Plusieurs personnes se plaignaient de ce que l'enseignement d'« éducation physique et sportive » (EPS), du moins tel que pratiqué il y a 15-25 ans, était inutilement répétitif, fatiguant et rebutant, aboutissant à dégoûter les élèves de toute pratique sportive, de sorte qu'ils la refuseraient dès que celle-ci ne serait plus imposée sous peine de sanctions. Outre des incidents graves relevant probablement d'une procédure disciplinaire, voire pénale, contre des enseignants, des problèmes plus bénins ont été mentionnés.
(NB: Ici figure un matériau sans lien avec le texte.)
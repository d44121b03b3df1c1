//! The orchestration entry point: resolve options, pick a strategy, and run
//! the unit of work inside a context-store scope.

use crate::factory;
use crate::strategy::DemarcationStrategy;
use std::future::Future;
use std::pin::Pin;
use std::sync::Arc;
use tracing::debug;
use txscope_context::{ContextStore, TransactionContext};
use txscope_core::{
    ConnectionHandle, DataSourceRegistry, EngineConfig, IsolationLevel, Propagation, Result,
    TransactionOptions, TransactionalError,
};

/// Boxed future produced by a wrapped unit of work.
pub type WrappedUnitOfWork<T> = Pin<Box<dyn Future<Output = anyhow::Result<T>> + Send>>;

/// Demarcates units of work against the datasources of one registry.
///
/// The coordinator holds no per-call state; everything scoped to a logical
/// call chain lives in the [`ContextStore`]. One coordinator is shared by
/// all call chains of a process.
pub struct TransactionCoordinator {
    registry: Arc<DataSourceRegistry>,
}

impl TransactionCoordinator {
    /// A coordinator over `registry`.
    pub fn new(registry: Arc<DataSourceRegistry>) -> Self {
        TransactionCoordinator { registry }
    }

    /// The registry this coordinator resolves datasources against.
    pub fn registry(&self) -> &DataSourceRegistry {
        &self.registry
    }

    /// Run `work` under the demarcation described by `options`.
    ///
    /// The outcome of `work` is returned unchanged: a success commits (or
    /// releases the savepoint, or fires notification hooks, depending on the
    /// selected strategy), an error rolls back and is rethrown. The only
    /// error rewriting the engine performs is unwrapping a nested savepoint
    /// rollback back to the application error that caused it.
    pub async fn run_in_transaction<T, F, Fut>(
        &self,
        work: F,
        options: TransactionOptions,
    ) -> anyhow::Result<T>
    where
        F: FnOnce() -> Fut,
        Fut: Future<Output = anyhow::Result<T>>,
    {
        let config = EngineConfig::get();
        let name = options
            .connection_name
            .unwrap_or_else(|| config.default_connection_name.clone());
        let isolation = options
            .isolation_level
            .unwrap_or(config.default_isolation_level);
        let propagation = options.propagation.unwrap_or(config.default_propagation);

        // Unregistered datasource names are a configuration error even for
        // propagation modes that would not open a connection.
        self.registry.resolve(&name)?;

        let current = ContextStore::get(&name);
        let is_active = current.as_ref().map(|c| c.is_active()).unwrap_or(false);
        let joins_current = is_active && propagation != Propagation::RequiresNew;

        let strategy = factory::select(propagation, joins_current);
        let ctx = if joins_current {
            current
                .clone()
                .ok_or_else(|| TransactionalError::NoActiveContext(name.clone()))?
        } else if propagation == Propagation::Supports {
            // Untransacted work still carries an emitter so commit hooks can
            // fire on success; an enclosing inactive context is reused.
            current
                .clone()
                .unwrap_or_else(|| TransactionContext::hooks_only(config.max_hook_listeners))
        } else {
            let connection = self.registry.connection(&name).await?;
            TransactionContext::with_connection(connection, config.max_hook_listeners)
        };

        debug!(
            datasource = %name,
            propagation = %propagation,
            strategy = strategy.name(),
            joins_current,
            "demarcating unit of work"
        );

        let scoped = Self::execute(strategy, Arc::clone(&ctx), name.clone(), isolation, work);
        ContextStore::run(&name, ctx, scoped).await
    }

    /// Wrap `work` so that invoking the returned closure runs it under the
    /// demarcation described by `options`.
    ///
    /// This is the interception boundary for middleware-style composition:
    /// wrap a callable once at composition time, then register or call the
    /// wrapper in place of the original.
    pub fn wrap_in_transaction<T, F, Fut>(
        self: &Arc<Self>,
        work: F,
        options: TransactionOptions,
    ) -> impl FnOnce() -> WrappedUnitOfWork<T>
    where
        T: Send + 'static,
        F: FnOnce() -> Fut + Send + 'static,
        Fut: Future<Output = anyhow::Result<T>> + Send + 'static,
    {
        let coordinator = Arc::clone(self);
        move || {
            Box::pin(async move { coordinator.run_in_transaction(work, options).await })
                as WrappedUnitOfWork<T>
        }
    }

    /// The four-step lifecycle around one unit of work. `finish` runs on
    /// every exit path; a failed begin or commit takes the rollback path
    /// with the failure as the error.
    async fn execute<T, F, Fut>(
        strategy: &'static dyn DemarcationStrategy,
        ctx: Arc<TransactionContext>,
        key: String,
        isolation: IsolationLevel,
        work: F,
    ) -> anyhow::Result<T>
    where
        F: FnOnce() -> Fut,
        Fut: Future<Output = anyhow::Result<T>>,
    {
        let attempt = async {
            strategy.begin(&ctx, isolation).await?;
            let value = work().await?;
            strategy.commit(&ctx).await?;
            Ok(value)
        }
        .await;

        let outcome = match attempt {
            Ok(value) => Ok(value),
            Err(error) => Err(strategy.rollback(&ctx, error).await),
        };

        strategy.finish(&ctx, &key).await;
        outcome
    }
}

/// The connection handle of the transaction in flight for `name` in the
/// calling chain.
///
/// This is the context-aware lookup repositories use inside a unit of work:
/// statements issued on the returned handle join the demarcated transaction.
/// Fails outside the dynamic extent of a coordinator run, or when the
/// context in scope runs untransacted.
pub fn current_connection(name: &str) -> Result<Arc<dyn ConnectionHandle>> {
    let ctx = ContextStore::get(name)
        .ok_or_else(|| TransactionalError::NoActiveContext(name.to_owned()))?;
    ctx.connection().ok_or(TransactionalError::ConnectionMissing)
}
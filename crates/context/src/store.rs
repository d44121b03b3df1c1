//! Task-local context slots, one per logical datasource name.
//!
//! Slots are installed by scoping a future ([`ContextStore::run`]) and are
//! visible to everything that future transitively awaits. Each scope entry
//! clones the current slot map, so sibling branches of a `join!` — even on a
//! single-threaded runtime — never observe each other's slots, and the prior
//! value is restored structurally when the scope exits.

use crate::context::TransactionContext;
use std::cell::RefCell;
use std::collections::HashMap;
use std::future::Future;
use std::sync::Arc;

type ContextMap = HashMap<String, Arc<TransactionContext>>;

tokio::task_local! {
    static CONTEXTS: RefCell<ContextMap>;
}

/// Continuation-scoped storage for transaction contexts.
///
/// All methods operate on the calling continuation only. Reading or clearing
/// a key that was never installed is not an error; deciding whether a
/// datasource name is legitimate is the coordinator's job.
pub struct ContextStore;

impl ContextStore {
    /// Run `fut` with `context` installed as the slot for `key`.
    ///
    /// The slot is visible for the dynamic extent of `fut`, across all its
    /// suspension points; any previously installed slot for `key` is
    /// shadowed for that extent and restored afterwards. This shadowing is
    /// also how `REQUIRES_NEW` suspends an outer transaction: the inner
    /// scope simply replaces the slot, and the outer context reappears when
    /// the inner future completes.
    pub async fn run<F>(key: &str, context: Arc<TransactionContext>, fut: F) -> F::Output
    where
        F: Future,
    {
        let mut map = CONTEXTS
            .try_with(|m| m.borrow().clone())
            .unwrap_or_default();
        map.insert(key.to_owned(), context);
        CONTEXTS.scope(RefCell::new(map), fut).await
    }

    /// The slot currently installed for `key`, if any.
    pub fn get(key: &str) -> Option<Arc<TransactionContext>> {
        CONTEXTS
            .try_with(|m| m.borrow().get(key).cloned())
            .ok()
            .flatten()
    }

    /// Remove the slot for `key` for the remainder of the current
    /// continuation. No-op outside any scope.
    pub fn clear(key: &str) {
        let _ = CONTEXTS.try_with(|m| {
            m.borrow_mut().remove(key);
        });
    }
}

#[cfg(test)]
mod tests {
    use super::*;

    fn ctx() -> Arc<TransactionContext> {
        TransactionContext::hooks_only(10)
    }

    #[tokio::test]
    async fn absent_outside_any_scope() {
        assert!(ContextStore::get("default").is_none());
        // Clearing outside a scope must not panic.
        ContextStore::clear("default");
    }

    #[tokio::test]
    async fn slot_visible_inside_scope_and_gone_after() {
        let context = ctx();
        let inner = Arc::clone(&context);
        ContextStore::run("default", context, async move {
            let seen = ContextStore::get("default").expect("slot installed");
            assert!(Arc::ptr_eq(&seen, &inner));
        })
        .await;
        assert!(ContextStore::get("default").is_none());
    }

    #[tokio::test]
    async fn keys_are_independent() {
        ContextStore::run("primary", ctx(), async {
            assert!(ContextStore::get("primary").is_some());
            assert!(ContextStore::get("reporting").is_none());
        })
        .await;
    }

    #[tokio::test]
    async fn nested_scope_shadows_and_restores() {
        let outer = ctx();
        let outer_probe = Arc::clone(&outer);
        ContextStore::run("default", outer, async move {
            let inner = ctx();
            let inner_probe = Arc::clone(&inner);
            ContextStore::run("default", inner, async move {
                let seen = ContextStore::get("default").unwrap();
                assert!(Arc::ptr_eq(&seen, &inner_probe));
            })
            .await;
            let seen = ContextStore::get("default").unwrap();
            assert!(Arc::ptr_eq(&seen, &outer_probe));
        })
        .await;
    }

    #[tokio::test]
    async fn clear_lasts_for_the_remaining_continuation() {
        ContextStore::run("default", ctx(), async {
            ContextStore::clear("default");
            assert!(ContextStore::get("default").is_none());
            tokio::task::yield_now().await;
            assert!(ContextStore::get("default").is_none());
        })
        .await;
    }

    #[tokio::test]
    async fn interleaved_chains_never_share_slots() {
        // Two branches joined in one task: each installs its own slot and
        // yields at every step, forcing interleaving on the current thread.
        let chain = |label: &'static str| async move {
            ContextStore::run("default", ctx(), async move {
                let mine = ContextStore::get("default").unwrap();
                for _ in 0..5 {
                    tokio::task::yield_now().await;
                    let seen = ContextStore::get("default").unwrap();
                    assert!(Arc::ptr_eq(&mine, &seen), "chain {label} lost its slot");
                }
                Arc::as_ptr(&mine) as usize
            })
            .await
        };
        let (a, b) = tokio::join!(chain("a"), chain("b"));
        assert_ne!(a, b);
    }
}
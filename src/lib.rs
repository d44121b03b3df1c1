//! # txscope
//!
//! Declarative transaction demarcation for async Rust.
//!
//! A caller marks a unit of work with a propagation policy and an isolation
//! level; the engine decides at invocation time whether to open a new
//! physical transaction, join one already in flight for the same logical
//! call chain, nest via savepoint, or run the work untransacted — then
//! guarantees the connection is committed or rolled back exactly once and
//! that commit/rollback hooks fire exactly once.
//!
//! ## Quick Start
//!
//! ```ignore
//! use txscope::prelude::*;
//!
//! // Register datasources once at startup.
//! let registry = Arc::new(DataSourceRegistry::new());
//! registry.register("default", my_connection_factory)?;
//! let tx = Arc::new(TransactionCoordinator::new(registry));
//!
//! // Demarcate a unit of work.
//! let value = tx
//!     .run_in_transaction(
//!         || async {
//!             let conn = current_connection("default")?;
//!             // ... issue statements on `conn` ...
//!             on_commit(|| async { println!("committed") })?;
//!             Ok(42)
//!         },
//!         TransactionOptions::new().with_propagation(Propagation::Required),
//!     )
//!     .await?;
//! ```
//!
//! ## Propagation
//!
//! - [`Propagation::Required`] — join the active transaction, else open one
//! - [`Propagation::Supports`] — join the active transaction, else run
//!   untransacted (commit hooks still fire on success)
//! - [`Propagation::Nested`] — savepoint inside the active transaction, else
//!   behave like `Required`
//! - [`Propagation::RequiresNew`] — always a fresh transaction; any active
//!   context is suspended until the new one finishes
//!
//! ## Context model
//!
//! State is continuation-scoped: each logical call chain sees its own
//! context per datasource name, across every `.await`, with no global
//! mutable state. Concurrently interleaved chains — even joined branches on
//! a single-threaded runtime — never observe each other's connection or
//! hooks. Note that `tokio::spawn` starts a fresh chain: spawned tasks do
//! not inherit the caller's transaction.

#![warn(missing_docs)]

pub mod prelude;

pub use txscope_core::{
    ConnectionFactory, ConnectionHandle, DataSourceRegistry, EngineConfig, IsolationLevel,
    Propagation, Result, TransactionOptions, TransactionalError, DEFAULT_DATA_SOURCE_NAME,
    DEFAULT_MAX_HOOK_LISTENERS,
};

pub use txscope_context::{ContextStore, HookEmitter, HookFuture, TransactionContext};

pub use txscope_engine::{
    current_connection, on_commit, on_commit_for, on_rollback, on_rollback_for,
    TransactionCoordinator, WrappedUnitOfWork,
};
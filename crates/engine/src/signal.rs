//! Internal marker for savepoint rollbacks that must not trigger a second
//! physical rollback at the enclosing demarcation level.

use std::fmt;

/// Raised by the savepoint strategy after it has rolled back its savepoint.
///
/// The enclosing new-transaction strategy detects this marker in the error
/// chain, unwraps the original application error, and skips its own physical
/// rollback. The marker never crosses more than one demarcation boundary: it
/// is either resolved there or absorbed by the enclosing unit of work.
#[derive(Debug)]
pub(crate) struct SoftRollbackSignal {
    original: anyhow::Error,
}

impl SoftRollbackSignal {
    pub(crate) fn new(original: anyhow::Error) -> Self {
        SoftRollbackSignal { original }
    }

    /// The application error that caused the savepoint rollback.
    pub(crate) fn into_original(self) -> anyhow::Error {
        self.original
    }
}

impl fmt::Display for SoftRollbackSignal {
    fn fmt(&self, f: &mut fmt::Formatter<'_>) -> fmt::Result {
        write!(f, "nested transaction rolled back to savepoint: {}", self.original)
    }
}

impl std::error::Error for SoftRollbackSignal {
    fn source(&self) -> Option<&(dyn std::error::Error + 'static)> {
        Some(self.original.as_ref())
    }
}

#[cfg(test)]
mod tests {
    use super::*;

    #[test]
    fn downcast_recovers_the_original_error() {
        let original = anyhow::anyhow!("insert failed");
        let carried: anyhow::Error = SoftRollbackSignal::new(original).into();
        let signal = carried.downcast::<SoftRollbackSignal>().expect("marker survives");
        assert_eq!(signal.into_original().to_string(), "insert failed");
    }

    #[test]
    fn foreign_errors_do_not_downcast() {
        let plain = anyhow::anyhow!("plain failure");
        assert!(plain.downcast::<SoftRollbackSignal>().is_err());
    }
}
L'un a mentionné de désagréables courbatures, l'autre l'épuisement.

Alors une jeune femme est intervenue pour dire, en somme, que ces plaintes étaient exagérées — allons bon, une sensation d'épuisement ! On sentait presque l'accusation de « mauviette » ; en tout cas, négation évidente du ressenti des personnes concernées. (À son crédit, elle s'est par la suite excusée de cette réaction.)

Cette même personne a, un peu plus tard, expliqué qu'elle avait fait un blocage sur les mathématiques, que les cours de mathématiques du secondaire avaient été pour elle un calvaire, qu'elle n'y obtenait qu'un mal de crâne… Elle a ajouté qu'elle devait actuellement suivre une thérapie contre sa phobie des mathématiques, vu qu'elle prépare le concours de professeure des écoles (institutrice) et qu'elle a du mal à comprendre les mathématiques qu'elle doit enseigner.

Pour des raisons évidentes, j'ai du mal à me mettre intellectuellement à la place de quelqu'un qui a du mal avec les mathématiques d'école primaire. Il ne me viendrait cependant pas à l'idée de nier son ressenti et la pénibilité de sa situation actuelle.